EXERCISE:
Below are some records. Print exactly the lines between the one holding "pub fn apply_placement(&mut" and the one holding "if placement.show_state != ShowState::Normal", inclusive, and nothing else.

────

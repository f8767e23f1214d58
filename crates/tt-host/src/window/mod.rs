//! The native top-level window and its placement snapshot.

mod desktop;

pub use desktop::DesktopWindow;

use serde::{Deserialize, Serialize};
use tt_bridge::PlacementError;
use tt_common::{Dpi, PixelPoint, PixelRect, PixelSize};

#[derive(Debug, Clone, Copy, Default, PartialEq, Eq, Serialize, Deserialize)]
pub enum ShowState {
    #[default]
    Normal,
    Minimized,
    Maximized,
}

/// Position, size and show state captured from the window and reapplied
/// verbatim before it is next shown.
#[derive(Debug, Clone, Copy, PartialEq, Eq, Serialize, Deserialize)]
pub struct Placement {
    pub position: PixelPoint,
    pub size: PixelSize,
    pub show_state: ShowState,
}

/// Operations the host needs from the OS window. All coordinates are
/// physical pixels.
pub trait NativeWindow {
    fn client_size(&self) -> PixelSize;

    fn dpi(&self) -> Dpi;

    /// Screen position of the outer frame.
    fn outer_position(&self) -> Option<PixelPoint>;

    /// Screen position of the client area's top-left corner.
    fn client_origin(&self) -> Option<PixelPoint>;

    fn show_state(&self) -> ShowState;

    fn set_visible(&self, visible: bool);

    fn set_show_state(&self, state: ShowState);

    fn set_outer_position(&self, position: PixelPoint);

    fn set_client_size(&self, size: PixelSize);

    fn focus(&self);
}

/// The host's one window: native handle, visibility and the optional
/// placement snapshot.
pub struct HostWindow {
    native: Box<dyn NativeWindow>,
    placement: Option<Placement>,
    /// Last outer position and client size seen in the normal state.
    normal_rect: Option<(PixelPoint, PixelSize)>,
    visible: bool,
}

impl HostWindow {
    /// Wrap a native window. The window is expected to start hidden.
    pub fn new(native: Box<dyn NativeWindow>) -> Self {
        let mut window = Self {
            native,
            placement: None,
            normal_rect: None,
            visible: false,
        };
        window.track_geometry();
        window
    }

    pub fn native(&self) -> &dyn NativeWindow {
        self.native.as_ref()
    }

    pub fn client_size(&self) -> PixelSize {
        self.native.client_size()
    }

    pub fn client_rect(&self) -> PixelRect {
        PixelRect::from_size(self.native.client_size())
    }

    pub fn dpi(&self) -> Dpi {
        self.native.dpi()
    }

    pub fn show_state(&self) -> ShowState {
        self.native.show_state()
    }

    pub fn is_maximized(&self) -> bool {
        self.show_state() == ShowState::Maximized
    }

    pub fn is_visible(&self) -> bool {
        self.visible
    }

    pub fn placement(&self) -> Option<&Placement> {
        self.placement.as_ref()
    }

    /// Remember the current geometry if the window is in the normal state.
    /// Call after every move or resize.
    pub fn track_geometry(&mut self) {
        if self.native.show_state() != ShowState::Normal {
            return;
        }
        if let Some(rect) = self.current_rect() {
            self.normal_rect = Some(rect);
        }
    }

    fn current_rect(&self) -> Option<(PixelPoint, PixelSize)> {
        let position = self.native.outer_position()?;
        let size = self.native.client_size();
        (!size.is_empty()).then_some((position, size))
    }

    /// Snapshot the current placement, replacing any previous one.
    ///
    /// The saved rect is always the normal (restored) one. A maximized
    /// window with no normal rect on record saves its current rect; a
    /// minimized one cannot be captured.
    pub fn capture_placement(&mut self) -> Result<Placement, PlacementError> {
        let show_state = self.native.show_state();
        let rect = match show_state {
            ShowState::Normal => {
                self.track_geometry();
                self.current_rect()
            }
            ShowState::Maximized => self.normal_rect.or_else(|| self.current_rect()),
            ShowState::Minimized => self.normal_rect,
        };
        let (position, size) = rect.ok_or(PlacementError::CaptureFailed)?;
        let placement = Placement {
            position,
            size,
            show_state,
        };
        tracing::debug!(?placement, "window placement captured");
        self.placement = Some(placement);
        Ok(placement)
    }

    /// Reapply the saved placement. Returns `false` when none is saved.
    pub fn apply_placement(&mut self) -> bool {
        let Some(placement) = self.placement else {
            return false;
        };
        self.native.set_show_state(ShowState::Normal);
        self.native.set_outer_position(placement.position);
        self.native.set_client_size(placement.size);
        self.normal_rect = Some((placement.position, placement.size));
        if placement.show_state != ShowState::Normal {
            self.native.set_show_state(placement.show_state);
        }
        true
    }

    pub fn show(&mut self) {
        self.native.set_visible(true);
        self.visible = true;
    }

    pub fn hide(&mut self) {
        self.native.set_visible(false);
        self.visible = false;
    }

    /// Bring the window up: restore if minimized, show and focus.
    pub fn present(&mut self) {
        if self.show_state() == ShowState::Minimized {
            self.native.set_show_state(ShowState::Normal);
        }
        self.show();
        self.native.focus();
    }

    pub fn minimize(&self) {
        self.native.set_show_state(ShowState::Minimized);
    }

    pub fn toggle_maximize(&self) {
        let next = if self.is_maximized() {
            ShowState::Normal
        } else {
            ShowState::Maximized
        };
        self.native.set_show_state(next);
    }
}

// =============================================================================
// TESTS
// =============================================================================

#[cfg(test)]
pub(crate) mod tests {
    use super::*;
    use std::cell::RefCell;
    use std::rc::Rc;

    #[derive(Debug, Default)]
    pub(crate) struct FakeState {
        pub size: PixelSize,
        pub position: Option<PixelPoint>,
        pub show_state: ShowState,
        pub visible: bool,
        pub focused: u32,
    }

    /// In-memory window. Clones share state so tests can observe it after
    /// handing ownership to a `HostWindow`.
    #[derive(Clone, Default)]
    pub(crate) struct FakeWindow(pub Rc<RefCell<FakeState>>);

    impl FakeWindow {
        pub(crate) fn sized(width: u32, height: u32) -> Self {
            let fake = Self::default();
            {
                let mut s = fake.0.borrow_mut();
                s.size = PixelSize::new(width, height);
                s.position = Some(PixelPoint::new(100, 80));
            }
            fake
        }
    }

    impl NativeWindow for FakeWindow {
        fn client_size(&self) -> PixelSize {
            self.0.borrow().size
        }

        fn dpi(&self) -> Dpi {
            Dpi::default()
        }

        fn outer_position(&self) -> Option<PixelPoint> {
            self.0.borrow().position
        }

        fn client_origin(&self) -> Option<PixelPoint> {
            self.0.borrow().position
        }

        fn show_state(&self) -> ShowState {
            self.0.borrow().show_state
        }

        fn set_visible(&self, visible: bool) {
            self.0.borrow_mut().visible = visible;
        }

        fn set_show_state(&self, state: ShowState) {
            self.0.borrow_mut().show_state = state;
        }

        fn set_outer_position(&self, position: PixelPoint) {
            self.0.borrow_mut().position = Some(position);
        }

        fn set_client_size(&self, size: PixelSize) {
            self.0.borrow_mut().size = size;
        }

        fn focus(&self) {
            self.0.borrow_mut().focused += 1;
        }
    }

    #[test]
    fn placement_round_trips() {
        let fake = FakeWindow::sized(1024, 700);
        fake.0.borrow_mut().show_state = ShowState::Maximized;
        let mut window = HostWindow::new(Box::new(fake.clone()));

        let captured = window.capture_placement().unwrap();

        {
            let mut s = fake.0.borrow_mut();
            s.size = PixelSize::new(300, 200);
            s.position = Some(PixelPoint::new(-5, 9));
            s.show_state = ShowState::Normal;
        }

        assert!(window.apply_placement());
        let s = fake.0.borrow();
        assert_eq!(s.size, captured.size);
        assert_eq!(s.position, Some(captured.position));
        assert_eq!(s.show_state, ShowState::Maximized);
    }

    #[test]
    fn capture_while_maximized_keeps_normal_rect() {
        let fake = FakeWindow::sized(900, 640);
        let mut window = HostWindow::new(Box::new(fake.clone()));

        fake.0.borrow_mut().position = Some(PixelPoint::new(220, 140));
        window.track_geometry();
        {
            let mut s = fake.0.borrow_mut();
            s.show_state = ShowState::Maximized;
            s.position = Some(PixelPoint::new(-8, -8));
            s.size = PixelSize::new(2576, 1416);
        }
        window.track_geometry();

        let captured = window.capture_placement().unwrap();
        assert_eq!(captured.position, PixelPoint::new(220, 140));
        assert_eq!(captured.size, PixelSize::new(900, 640));
        assert_eq!(captured.show_state, ShowState::Maximized);

        fake.0.borrow_mut().show_state = ShowState::Normal;
        assert!(window.apply_placement());
        let s = fake.0.borrow();
        assert_eq!(s.size, PixelSize::new(900, 640));
        assert_eq!(s.position, Some(PixelPoint::new(220, 140)));
        assert_eq!(s.show_state, ShowState::Maximized);
    }

    #[test]
    fn capture_while_minimized_ignores_iconic_position() {
        let fake = FakeWindow::sized(800, 600);
        let mut window = HostWindow::new(Box::new(fake.clone()));
        {
            let mut s = fake.0.borrow_mut();
            s.show_state = ShowState::Minimized;
            s.position = Some(PixelPoint::new(-32000, -32000));
            s.size = PixelSize::new(160, 28);
        }
        window.track_geometry();

        let captured = window.capture_placement().unwrap();
        assert_eq!(captured.position, PixelPoint::new(100, 80));
        assert_eq!(captured.size, PixelSize::new(800, 600));
        assert_eq!(captured.show_state, ShowState::Minimized);
    }

    #[test]
    fn minimized_window_without_normal_rect_cannot_be_captured() {
        let fake = FakeWindow::sized(800, 600);
        fake.0.borrow_mut().show_state = ShowState::Minimized;
        let mut window = HostWindow::new(Box::new(fake));
        assert_eq!(window.capture_placement(), Err(PlacementError::CaptureFailed));
    }

    #[test]
    fn apply_without_snapshot_is_noop() {
        let fake = FakeWindow::sized(800, 600);
        let mut window = HostWindow::new(Box::new(fake.clone()));
        assert!(!window.apply_placement());
        assert_eq!(fake.0.borrow().position, Some(PixelPoint::new(100, 80)));
    }

    #[test]
    fn capture_fails_without_position_or_size() {
        let fake = FakeWindow::sized(800, 600);
        fake.0.borrow_mut().position = None;
        let mut window = HostWindow::new(Box::new(fake.clone()));
        assert_eq!(window.capture_placement(), Err(PlacementError::CaptureFailed));

        let fake = FakeWindow::sized(0, 0);
        let mut window = HostWindow::new(Box::new(fake));
        assert_eq!(window.capture_placement(), Err(PlacementError::CaptureFailed));
        assert!(window.placement().is_none());
    }

    #[test]
    fn toggle_maximize_restores() {
        let fake = FakeWindow::sized(800, 600);
        let window = HostWindow::new(Box::new(fake.clone()));
        window.toggle_maximize();
        assert_eq!(fake.0.borrow().show_state, ShowState::Maximized);
        window.toggle_maximize();
        assert_eq!(fake.0.borrow().show_state, ShowState::Normal);
    }

    #[test]
    fn present_restores_minimized_window() {
        let fake = FakeWindow::sized(800, 600);
        fake.0.borrow_mut().show_state = ShowState::Minimized;
        let mut window = HostWindow::new(Box::new(fake.clone()));
        window.present();
        let s = fake.0.borrow();
        assert_eq!(s.show_state, ShowState::Normal);
        assert!(s.visible);
        assert_eq!(s.focused, 1);
        assert!(window.is_visible());
    }
}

────

REPLY:
    pub fn apply_placement(&mut self) -> bool {
        let Some(placement) = self.placement else {
            return false;
        };
        self.native.set_show_state(ShowState::Normal);
        self.native.set_outer_position(placement.position);
        self.native.set_client_size(placement.size);
        self.normal_rect = Some((placement.position, placement.size));
        if placement.show_state != ShowState::Normal {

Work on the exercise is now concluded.